Instructor : The Z sub L T describes the sustained reproducibility of a process. Because of this, it is also called "long-term capability."
Instructor : This value is used to estimate the long-term process D P M O or the P P M as shown in the six sigma process report.
Instructor : It reflects the influence of special cause variation, dynamic nonrandom process centering error, and any static offset present in the process mean. From this perspective, it considers all of the "vital few" sources of manufacturing error.
Instructor : It is a measure of how well the process is controlled (over many cycles) when compared to Z sub S T.
Instructor : This metric assumes the data were gathered in accordance to the principals and spirit of a "rational sampling" plan. As indicated by the phrase long-term, the standard deviation is estimated based on outcomes sampled over a relatively larger time span.
Instructor: The Executive Summary provides a simplified view of the results. It provides, the critical Z scores that will be used to make decisions in this phase, but also provides a clear picture of the process capabilities.
Instructor: Let's take a closer look at the process performance curves. The Process Performance graphs provide overall visual representation of the data.
Instructor: In this graph the vertical line represents upper specification limit for disassembling each bolt.
Instructor: The dotted line represents the short term process capability,
Instructor: while the solid line represents the long term process capability.
Instructor: The reason for the shift between the short term and the long term graphs is the expected drift of the process over time. As you can see, the defect rate is expected to increase as the process shifts.
Instructor : Z sub S T is based on the analysis of subgroups. Z sub ST is calculated based on the variation without the subgroup and assuming the process mean is centered at the target. Over time, process mean shifts and variation may widen due to so-called common causes variation.
Instructor : Therefore, the long-term capability Z sub LT reflects the ability to maintain Z sub S T over a long period of time.

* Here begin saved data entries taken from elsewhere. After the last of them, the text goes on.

impl Worker {
    /// Creates a worker that owns `backend`.
    ///
    /// Stream-family workers embed a sweeper so no separate sweeper process
    /// is required.
    pub fn new(
        id: impl Into<String>,
        backend: Arc<dyn QueueBackend>,
        function: Arc<dyn ParamFunction>,
        config: &SweepConfig,
    ) -> Self {
        let id = id.into();
        let sweeper = (backend.kind().family() == BackendFamily::Stream)
            .then(|| ReclaimSweeper::new(Arc::clone(&backend), config, id.clone()));

        Self {
            id,
            backend,
            function,
            config: config.clone(),
            backoff: config.retry.backoff(),
            sweeper,
            shutdown_rx: None,
            stats: None,
            metrics: MetricsCollector::new(),
            state: WorkerState::Idle,
        }
    }

    pub fn with_shutdown(mut self, shutdown_rx: broadcast::Receiver<()>) -> Self {
        self.shutdown_rx = Some(shutdown_rx);
        self
    }

    pub(crate) fn with_stats(mut self, stats: Arc<SharedPoolStats>) -> Self {
        self.stats = Some(stats);
        self
    }

    /// Disables the embedded sweeper, e.g. when a standalone sweeper runs.
    pub fn without_sweeper(mut self) -> Self {
        self.sweeper = None;
        self
    }

    pub fn id(&self) -> &str {
        &self.id
    }

    pub fn state(&self) -> WorkerState {
        self.state
    }

    fn shutdown_requested(&mut self) -> bool {
        let Some(rx) = self.shutdown_rx.as_mut() else {
            return false;
        };
        !matches!(rx.try_recv(), Err(broadcast::error::TryRecvError::Empty))
    }

    /// Main worker loop.
    ///
    /// Returns a report on a clean stop. Errors are backend failures that
    /// outlived the retry budget, or non-transient protocol errors.
    pub async fn run(mut self) -> Result<WorkerReport, QueueError> {
        info!(worker_id = %self.id, backend = %self.backend.kind(), "Worker started");
        let active = ActiveGuard::new(self.metrics.clone(), self.stats.clone());

        let result = self.consume().await;

        self.state = WorkerState::Stopped;
        drop(active);

        match &result {
            Ok(report) => info!(
                worker_id = %self.id,
                exit = %report.exit,
                completed = report.completed,
                failed = report.failed,
                "Worker stopped"
            ),
            Err(e) => error!(worker_id = %self.id, error = %e, "Worker stopped on error"),
        }
        result
    }

    async fn consume(&mut self) -> Result<WorkerReport, QueueError> {
        let mut report = WorkerReport::new(&self.id);
        let idle_timeout = self.config.worker.idle_timeout();
        let block_timeout = self.config.worker.block_timeout();
        let mut idle_since = Instant::now();
        let mut last_sweep: Option<Instant> = None;

        loop {
            self.state = WorkerState::Idle;

            if self.shutdown_requested() {
                info!(worker_id = %self.id, "Worker received shutdown signal");
                report.exit = WorkerExit::Shutdown;
                return Ok(report);
            }
            if let Some(limit) = self.config.worker.max_tasks {
                if report.handled() >= limit {
                    report.exit = WorkerExit::MaxTasks;
                    return Ok(report);
                }
            }

            if let Some(sweeper) = &self.sweeper {
                let due = last_sweep.map_or(true, |at| at.elapsed() >= sweeper.sweep_interval());
                if due {
                    last_sweep = Some(Instant::now());
                    match sweeper.sweep_once().await {
                        Ok(sweep) => {
                            // Requeued entries are fresh work.
                            if sweep.requeued > 0 {
                                idle_since = Instant::now();
                            }
                            report.sweeps.absorb(sweep);
                        }
                        Err(e) if e.is_transient() => return Err(e),
                        Err(e) => warn!(worker_id = %self.id, error = %e, "Sweep failed"),
                    }
                }
            }

            let idle_for = idle_since.elapsed();
            let mut wait = block_timeout;
            if idle_for >= idle_timeout {
                let pending = self.unsettled_elsewhere().await?;
                if pending == 0 {
                    info!(
                        worker_id = %self.id,
                        idle_ms = idle_for.as_millis() as u64,
                        "No task within idle timeout"
                    );
                    report.exit = WorkerExit::IdleTimeout;
                    return Ok(report);
                }
                debug!(
                    worker_id = %self.id,
                    pending = pending,
                    "Idle but entries are still pending, waiting for reclamation"
                );
            } else {
                wait = wait.min(idle_timeout - idle_for);
            }
            if let (Some(sweeper), Some(at)) = (&self.sweeper, last_sweep) {
                let until_sweep = sweeper.sweep_interval().saturating_sub(at.elapsed());
                wait = wait.min(until_sweep.max(Duration::from_millis(1)));
            }

            let delivery = {
                let backend = &self.backend;
                let (channel, group, consumer) = (
                    self.config.task_channel.as_str(),
                    self.config.group.as_str(),
                    self.id.as_str(),
                );
                self.backoff
                    .retry("dequeue", move || {
                        backend.dequeue(channel, group, consumer, wait)
                    })
                    .await?
            };

            let Some(delivery) = delivery else {
                continue;
            };

            self.state = WorkerState::Claimed;
            if let Some(exit) = self.process(delivery, &mut report).await? {
                report.exit = exit;
                return Ok(report);
            }
            idle_since = Instant::now();
        }
    }

    /// Handles one claimed task. Returns an exit reason in fail-fast mode.
    async fn process(
        &mut self,
        delivery: Delivery,
        report: &mut WorkerReport,
    ) -> Result<Option<WorkerExit>, QueueError> {
        let chunk = match delivery.decode::<TaskChunk>() {
            Ok(chunk) if chunk.is_well_formed() => chunk,
            Ok(chunk) => {
                warn!(
                    worker_id = %self.id,
                    chunk_id = %chunk.chunk_id,
                    "Malformed chunk range, dead-lettering"
                );
                self.dead_letter_poison(&delivery).await?;
                report.poison += 1;
                return Ok(None);
            }
            Err(e) => {
                warn!(
                    worker_id = %self.id,
                    message_id = %delivery.message_id,
                    error = %e,
                    "Undecodable task payload, dead-lettering"
                );
                self.dead_letter_poison(&delivery).await?;
                report.poison += 1;
                return Ok(None);
            }
        };

        info!(
            worker_id = %self.id,
            chunk_id = %chunk.chunk_id,
            attempt = delivery.attempt,
            redelivered = delivery.redelivered,
            "Processing chunk"
        );

        self.state = WorkerState::Processing;
        let _in_flight = InFlightGuard::new(
            self.metrics.clone(),
            self.stats.clone(),
            &self.id,
            &chunk.chunk_id,
        );
        let started = Instant::now();
        let computed = compute_chunk(Arc::clone(&self.function), &chunk).await;
        let duration = started.elapsed();

        match computed {
            Ok(summary) => {
                let result =
                    ChunkResult::complete(&chunk, &self.id, summary, duration.as_secs_f64());
                self.publish(&result).await?;

                let acked = self.acknowledge(&delivery).await?;
                if !acked {
                    report.stale_acks += 1;
                    debug!(
                        worker_id = %self.id,
                        chunk_id = %chunk.chunk_id,
                        "Task was already settled elsewhere; result is a duplicate"
                    );
                }

                self.state = WorkerState::Acked;
                report.completed += 1;
                self.metrics.record_chunk("complete", duration.as_secs_f64());
                if let Some(stats) = &self.stats {
                    stats.record_completion(duration);
                }
                debug!(
                    worker_id = %self.id,
                    chunk_id = %chunk.chunk_id,
                    sum = result.result_summary.sum,
                    duration_ms = duration.as_millis() as u64,
                    "Chunk completed"
                );
                Ok(None)
            }
            Err(compute_err) => {
                self.state = WorkerState::Failed;
                report.failed += 1;
                if let Some(stats) = &self.stats {
                    stats.record_failure(duration);
                }
                let failure = QueueError::ComputeFailure {
                    chunk_id: chunk.chunk_id.clone(),
                    reason: compute_err.to_string(),
                };
                warn!(worker_id = %self.id, error = %failure, "Chunk attempt failed");

                let record = ChunkResult::failed(&chunk, &self.id, duration.as_secs_f64());
                self.publish(&record).await?;

                let status = self.settle_failure(&chunk, &delivery).await?;
                self.metrics.record_chunk(status, duration.as_secs_f64());

                if self.config.worker.fail_fast {
                    return Ok(Some(WorkerExit::ComputeFailed {
                        chunk_id: chunk.chunk_id,
                    }));
                }
                Ok(None)
            }
        }
    }

    /// Stream entries still claimed by some consumer of the group.
    ///
    /// Always zero on brokers, which return a dead consumer's deliveries
    /// to the queue by themselves.
    async fn unsettled_elsewhere(&self) -> Result<u64, QueueError> {
        if self.backend.kind().family() != BackendFamily::Stream {
            return Ok(0);
        }
        let backend = &self.backend;
        let (channel, group) = (
            self.config.task_channel.as_str(),
            self.config.group.as_str(),
        );
        self.backoff
            .retry("pending_count", move || backend.pending_count(channel, group))
            .await
    }

    /// Routes a failed attempt according to the backend family.
    async fn settle_failure(
        &self,
        chunk: &TaskChunk,
        delivery: &Delivery,
    ) -> Result<&'static str, QueueError> {
        match self.backend.kind().family() {
            BackendFamily::Stream => {
                debug!(
                    worker_id = %self.id,
                    chunk_id = %chunk.chunk_id,
                    "Leaving entry pending for reclamation"
                );
                Ok("failed")
            }
            BackendFamily::Broker => {
                match self
                    .backend
                    .reject(&self.config.task_channel, &delivery.handle, true)
                    .await
                {
                    Ok(RejectOutcome::Requeued { attempt }) => {
                        debug!(
                            worker_id = %self.id,
                            chunk_id = %chunk.chunk_id,
                            attempt = attempt,
                            "Chunk routed to retry"
                        );
                        Ok("requeued")
                    }
                    Ok(RejectOutcome::DeadLettered { attempt }) => {
                        let exhausted = QueueError::RetriesExhausted {
                            chunk_id: chunk.chunk_id.clone(),
                            attempts: attempt,
                        };
                        warn!(worker_id = %self.id, error = %exhausted, "Chunk dead-lettered");
                        Ok("dead_lettered")
                    }
                    Err(e) if e.is_benign() => {
                        debug!(worker_id = %self.id, error = %e, "Reject on settled delivery");
                        Ok("failed")
                    }
                    Err(e) => Err(e),
                }
            }
        }
    }

    /// Moves a message that can never be processed out of the task channel.
    async fn dead_letter_poison(&self, delivery: &Delivery) -> Result<(), QueueError> {
        let channel = self.config.task_channel.as_str();
        match self.backend.kind().family() {
            BackendFamily::Broker => {
                match self.backend.reject(channel, &delivery.handle, false).await {
                    Ok(_) => {}
                    Err(e) if e.is_benign() => {}
                    Err(e) => return Err(e),
                }
            }
            BackendFamily::Stream => {
                let dead = self.backend.dead_letter_channel(channel);
                let envelope = delivery.envelope(delivery.attempt);
                let backend = &self.backend;
                let (dead, envelope) = (dead.as_str(), &envelope);
                self.backoff
                    .retry("dead_letter", move || backend.enqueue_envelope(dead, envelope))
                    .await?;
                self.acknowledge(delivery).await?;
            }
        }
        self.metrics.record_chunk("dead_lettered", 0.0);
        Ok(())
    }

    async fn publish(&self, result: &ChunkResult) -> Result<(), QueueError> {
        let payload = result.to_payload()?;
        let backend = &self.backend;
        let channel = self.config.results_channel.as_str();
        let payload = payload.as_slice();
        self.backoff
            .retry("publish_result", move || backend.enqueue(channel, payload))
            .await?;
        Ok(())
    }

    async fn acknowledge(&self, delivery: &Delivery) -> Result<bool, QueueError> {
        let backend = &self.backend;
        let (channel, group) = (
            self.config.task_channel.as_str(),
            self.config.group.as_str(),
        );
        let handle = &delivery.handle;
        self.backoff
            .retry("acknowledge", move || backend.acknowledge(channel, group, handle))
            .await
    }
}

A process lack of control will result in a large Z shift.
Instructor : Commonly, if Z Shift is greater than 1.5, this is a definite indication of a control problem.
Instructor: The advantage of this analysis is to give a high level perspective on the direction of improvements and its associated difficulties. New technology often means inventing new process or a new product, which is perhaps more inherently challenging than optimizing current technology. This summary chart puts it into perspective.
Instructor: The Z sub S T is on the X axis,
Instructor : With the zone of average technology indicated as between three and four point five sigmas.
instructor: while the Z Shift is on the Y axis.
Instructor : With the zone of typical control indicated by a Z shift of between one and two. The results are indicated by quadrants.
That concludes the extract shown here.